■ Data records:
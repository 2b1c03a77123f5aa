//! Canonical byte layouts of the shared region.
//!
//! These are `repr(C)` structures shared between two independently-built
//! processes; their sizes are pinned by compile-time assertions and all
//! integer fields are little-endian on the wire.

use std::sync::atomic::{AtomicU32, AtomicU64};

// The wire format is little-endian and the header is accessed in place.
#[cfg(target_endian = "big")]
compile_error!("swiftchannel regions are little-endian; big-endian hosts are not supported");

/// Magic constant identifying a channel region and each frame ("SWIF").
pub const MAGIC: u32 = 0x5357_4946;

/// Cache line size used for the ring's starting offset.
pub const CACHE_LINE_SIZE: usize = 64;

/// Size of [`SharedHeader`] in bytes.
pub const SHARED_HEADER_SIZE: usize = 128;

/// Size of [`MessageHeader`] in bytes.
pub const MESSAGE_HEADER_SIZE: usize = 32;

/// Payload lengths are padded to this alignment inside a frame.
pub const PAYLOAD_ALIGN: u64 = 8;

/// Round `value` up to the next multiple of `align` (a power of two).
#[inline]
pub const fn align_up(value: u64, align: u64) -> u64 {
    (value + align - 1) & !(align - 1)
}

/// Byte offset of the ring within the region.
#[inline]
pub const fn ring_offset() -> usize {
    align_up(SHARED_HEADER_SIZE as u64, CACHE_LINE_SIZE as u64) as usize
}

/// Total region size for a given ring size.
#[inline]
pub const fn region_size(ring_size: u64) -> usize {
    ring_offset() + ring_size as usize
}

/// Configuration flag bits stored in [`SharedHeader::flags`].
pub mod flags {
    /// Checksum field is zero and the receiver skips CRC verification.
    pub const NO_CHECKSUM: u64 = 1 << 0;
    /// Reserved. Overwrite-on-full is not part of this protocol revision;
    /// regions carrying this bit are refused.
    pub const OVERWRITE: u64 = 1 << 1;
    /// Advisory: exactly one producer. Currently the only supported mode.
    pub const SINGLE_PRODUCER: u64 = 1 << 2;
    /// Advisory: exactly one consumer. Currently the only supported mode.
    pub const SINGLE_CONSUMER: u64 = 1 << 3;

    /// Bits a region is allowed to carry.
    pub const ACCEPTED: u64 = NO_CHECKSUM | SINGLE_PRODUCER | SINGLE_CONSUMER;
}

/// Control header at offset 0 of every channel region (128 bytes).
///
/// The two indices are absolute byte counters: they only ever grow, and the
/// ring position of an index is `index & (ring_size - 1)`. `magic` and the
/// two process ids are atomic because they are written while the peer may
/// already be reading the header; `version`, `ring_size` and `flags` are
/// plain fields, written only during initialization before `magic` is
/// published.
#[repr(C, align(64))]
pub struct SharedHeader {
    /// [`MAGIC`] once the region is initialized; 0 in a fresh region.
    pub magic: AtomicU32,
    /// Packed protocol version (see [`crate::version`]).
    pub version: u32,
    /// Byte capacity of the ring that follows; non-zero power of two.
    pub ring_size: u64,
    /// Total bytes ever written. Advanced only by the producer, release
    /// ordering; the single publication point for frames.
    pub write_index: AtomicU64,
    /// Total bytes ever consumed. Advanced only by the consumer, release
    /// ordering.
    pub read_index: AtomicU64,
    /// Process id of the current producer. Diagnostic only.
    pub sender_id: AtomicU32,
    /// Process id of the current consumer. Diagnostic only.
    pub receiver_id: AtomicU32,
    /// Configuration flag bits (see [`flags`]).
    pub flags: u64,
    /// Zero on write; ignored on read.
    pub reserved: [u8; 80],
}

const _: () = assert!(std::mem::size_of::<SharedHeader>() == SHARED_HEADER_SIZE);
const _: () = assert!(std::mem::align_of::<SharedHeader>() == CACHE_LINE_SIZE);

/// Per-frame header written immediately before each payload (32 bytes).
///
/// Encoded field-by-field as little-endian; never stored in the ring by
/// struct copy, so the wire format is independent of host struct layout.
#[derive(Debug, Clone, Copy, PartialEq, Eq)]
#[repr(C)]
pub struct MessageHeader {
    /// [`MAGIC`]; the frame sentinel.
    pub magic: u32,
    /// Payload length in bytes, before padding.
    pub size: u32,
    /// Value of `write_index` at framing time; strictly increasing.
    pub sequence: u64,
    /// Steady-clock nanoseconds at write time. The epoch is unspecified and
    /// per-region; values from different channels are not comparable.
    pub timestamp: u64,
    /// CRC-32 of the payload, or zero when checksums are disabled.
    pub checksum: u32,
    /// Zero.
    pub reserved: u32,
}

const _: () = assert!(std::mem::size_of::<MessageHeader>() == MESSAGE_HEADER_SIZE);
const _: () = assert!(std::mem::align_of::<MessageHeader>() <= 8);

impl MessageHeader {
    /// Serialize to the 32-byte wire form.
    pub fn encode(&self) -> [u8; MESSAGE_HEADER_SIZE] {
        let mut out = [0u8; MESSAGE_HEADER_SIZE];
        out[0..4].copy_from_slice(&self.magic.to_le_bytes());
        out[4..8].copy_from_slice(&self.size.to_le_bytes());
        out[8..16].copy_from_slice(&self.sequence.to_le_bytes());
        out[16..24].copy_from_slice(&self.timestamp.to_le_bytes());
        out[24..28].copy_from_slice(&self.checksum.to_le_bytes());
        out[28..32].copy_from_slice(&self.reserved.to_le_bytes());
        out
    }

    /// Deserialize from the 32-byte wire form.
    pub fn decode(bytes: &[u8; MESSAGE_HEADER_SIZE]) -> Self {
        let u32_at = |i: usize| u32::from_le_bytes(bytes[i..i + 4].try_into().unwrap());
        let u64_at = |i: usize| u64::from_le_bytes(bytes[i..i + 8].try_into().unwrap());
        Self {
            magic: u32_at(0),
            size: u32_at(4),
            sequence: u64_at(8),
            timestamp: u64_at(16),
            checksum: u32_at(24),
            reserved: u32_at(28),
        }
    }
}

■ Work task:
Write out the complete listing above, exactly as it reads.

■ Your response:
repository 2b1c03a77123f5aa
//! Canonical byte layouts of the shared region.
//!
//! These are `repr(C)` structures shared between two independently-built
//! processes; their sizes are pinned by compile-time assertions and all
//! integer fields are little-endian on the wire.

use std::sync::atomic::{AtomicU32, AtomicU64};

// The wire format is little-endian and the header is accessed in place.
#[cfg(target_endian = "big")]
compile_error!("swiftchannel regions are little-endian; big-endian hosts are not supported");

/// Magic constant identifying a channel region and each frame ("SWIF").
pub const MAGIC: u32 = 0x5357_4946;

/// Cache line size used for the ring's starting offset.
pub const CACHE_LINE_SIZE: usize = 64;

/// Size of [`SharedHeader`] in bytes.
pub const SHARED_HEADER_SIZE: usize = 128;

/// Size of [`MessageHeader`] in bytes.
pub const MESSAGE_HEADER_SIZE: usize = 32;

/// Payload lengths are padded to this alignment inside a frame.
pub const PAYLOAD_ALIGN: u64 = 8;

/// Round `value` up to the next multiple of `align` (a power of two).
#[inline]
pub const fn align_up(value: u64, align: u64) -> u64 {
    (value + align - 1) & !(align - 1)
}

/// Byte offset of the ring within the region.
#[inline]
pub const fn ring_offset() -> usize {
    align_up(SHARED_HEADER_SIZE as u64, CACHE_LINE_SIZE as u64) as usize
}

/// Total region size for a given ring size.
#[inline]
pub const fn region_size(ring_size: u64) -> usize {
    ring_offset() + ring_size as usize
}

/// Configuration flag bits stored in [`SharedHeader::flags`].
pub mod flags {
    /// Checksum field is zero and the receiver skips CRC verification.
    pub const NO_CHECKSUM: u64 = 1 << 0;
    /// Reserved. Overwrite-on-full is not part of this protocol revision;
    /// regions carrying this bit are refused.
    pub const OVERWRITE: u64 = 1 << 1;
    /// Advisory: exactly one producer. Currently the only supported mode.
    pub const SINGLE_PRODUCER: u64 = 1 << 2;
    /// Advisory: exactly one consumer. Currently the only supported mode.
    pub const SINGLE_CONSUMER: u64 = 1 << 3;

    /// Bits a region is allowed to carry.
    pub const ACCEPTED: u64 = NO_CHECKSUM | SINGLE_PRODUCER | SINGLE_CONSUMER;
}

/// Control header at offset 0 of every channel region (128 bytes).
///
/// The two indices are absolute byte counters: they only ever grow, and the
/// ring position of an index is `index & (ring_size - 1)`. `magic` and the
/// two process ids are atomic because they are written while the peer may
/// already be reading the header; `version`, `ring_size` and `flags` are
/// plain fields, written only during initialization before `magic` is
/// published.
#[repr(C, align(64))]
pub struct SharedHeader {
    /// [`MAGIC`] once the region is initialized; 0 in a fresh region.
    pub magic: AtomicU32,
    /// Packed protocol version (see [`crate::version`]).
    pub version: u32,
    /// Byte capacity of the ring that follows; non-zero power of two.
    pub ring_size: u64,
    /// Total bytes ever written. Advanced only by the producer, release
    /// ordering; the single publication point for frames.
    pub write_index: AtomicU64,
    /// Total bytes ever consumed. Advanced only by the consumer, release
    /// ordering.
    pub read_index: AtomicU64,
    /// Process id of the current producer. Diagnostic only.
    pub sender_id: AtomicU32,
    /// Process id of the current consumer. Diagnostic only.
    pub receiver_id: AtomicU32,
    /// Configuration flag bits (see [`flags`]).
    pub flags: u64,
    /// Zero on write; ignored on read.
    pub reserved: [u8; 80],
}

const _: () = assert!(std::mem::size_of::<SharedHeader>() == SHARED_HEADER_SIZE);
const _: () = assert!(std::mem::align_of::<SharedHeader>() == CACHE_LINE_SIZE);

/// Per-frame header written immediately before each payload (32 bytes).
///
/// Encoded field-by-field as little-endian; never stored in the ring by
/// struct copy, so the wire format is independent of host struct layout.
#[derive(Debug, Clone, Copy, PartialEq, Eq)]
#[repr(C)]
pub struct MessageHeader {
    /// [`MAGIC`]; the frame sentinel.
    pub magic: u32,
    /// Payload length in bytes, before padding.
    pub size: u32,
    /// Value of `write_index` at framing time; strictly increasing.
    pub sequence: u64,
    /// Steady-clock nanoseconds at write time. The epoch is unspecified and
    /// per-region; values from different channels are not comparable.
    pub timestamp: u64,
    /// CRC-32 of the payload, or zero when checksums are disabled.
    pub checksum: u32,
    /// Zero.
    pub reserved: u32,
}

const _: () = assert!(std::mem::size_of::<MessageHeader>() == MESSAGE_HEADER_SIZE);
const _: () = assert!(std::mem::align_of::<MessageHeader>() <= 8);

impl MessageHeader {
    /// Serialize to the 32-byte wire form.
    pub fn encode(&self) -> [u8; MESSAGE_HEADER_SIZE] {
        let mut out = [0u8; MESSAGE_HEADER_SIZE];
        out[0..4].copy_from_slice(&self.magic.to_le_bytes());
        out[4..8].copy_from_slice(&self.size.to_le_bytes());
        out[8..16].copy_from_slice(&self.sequence.to_le_bytes());
        out[16..24].copy_from_slice(&self.timestamp.to_le_bytes());
        out[24..28].copy_from_slice(&self.checksum.to_le_bytes());
        out[28..32].copy_from_slice(&self.reserved.to_le_bytes());
        out
    }

    /// Deserialize from the 32-byte wire form.
    pub fn decode(bytes: &[u8; MESSAGE_HEADER_SIZE]) -> Self {
        let u32_at = |i: usize| u32::from_le_bytes(bytes[i..i + 4].try_into().unwrap());
        let u64_at = |i: usize| u64::from_le_bytes(bytes[i..i + 8].try_into().unwrap());
        Self {
            magic: u32_at(0),
            size: u32_at(4),
            sequence: u64_at(8),
            timestamp: u64_at(16),
            checksum: u32_at(24),
            reserved: u32_at(28),
        }
    }
}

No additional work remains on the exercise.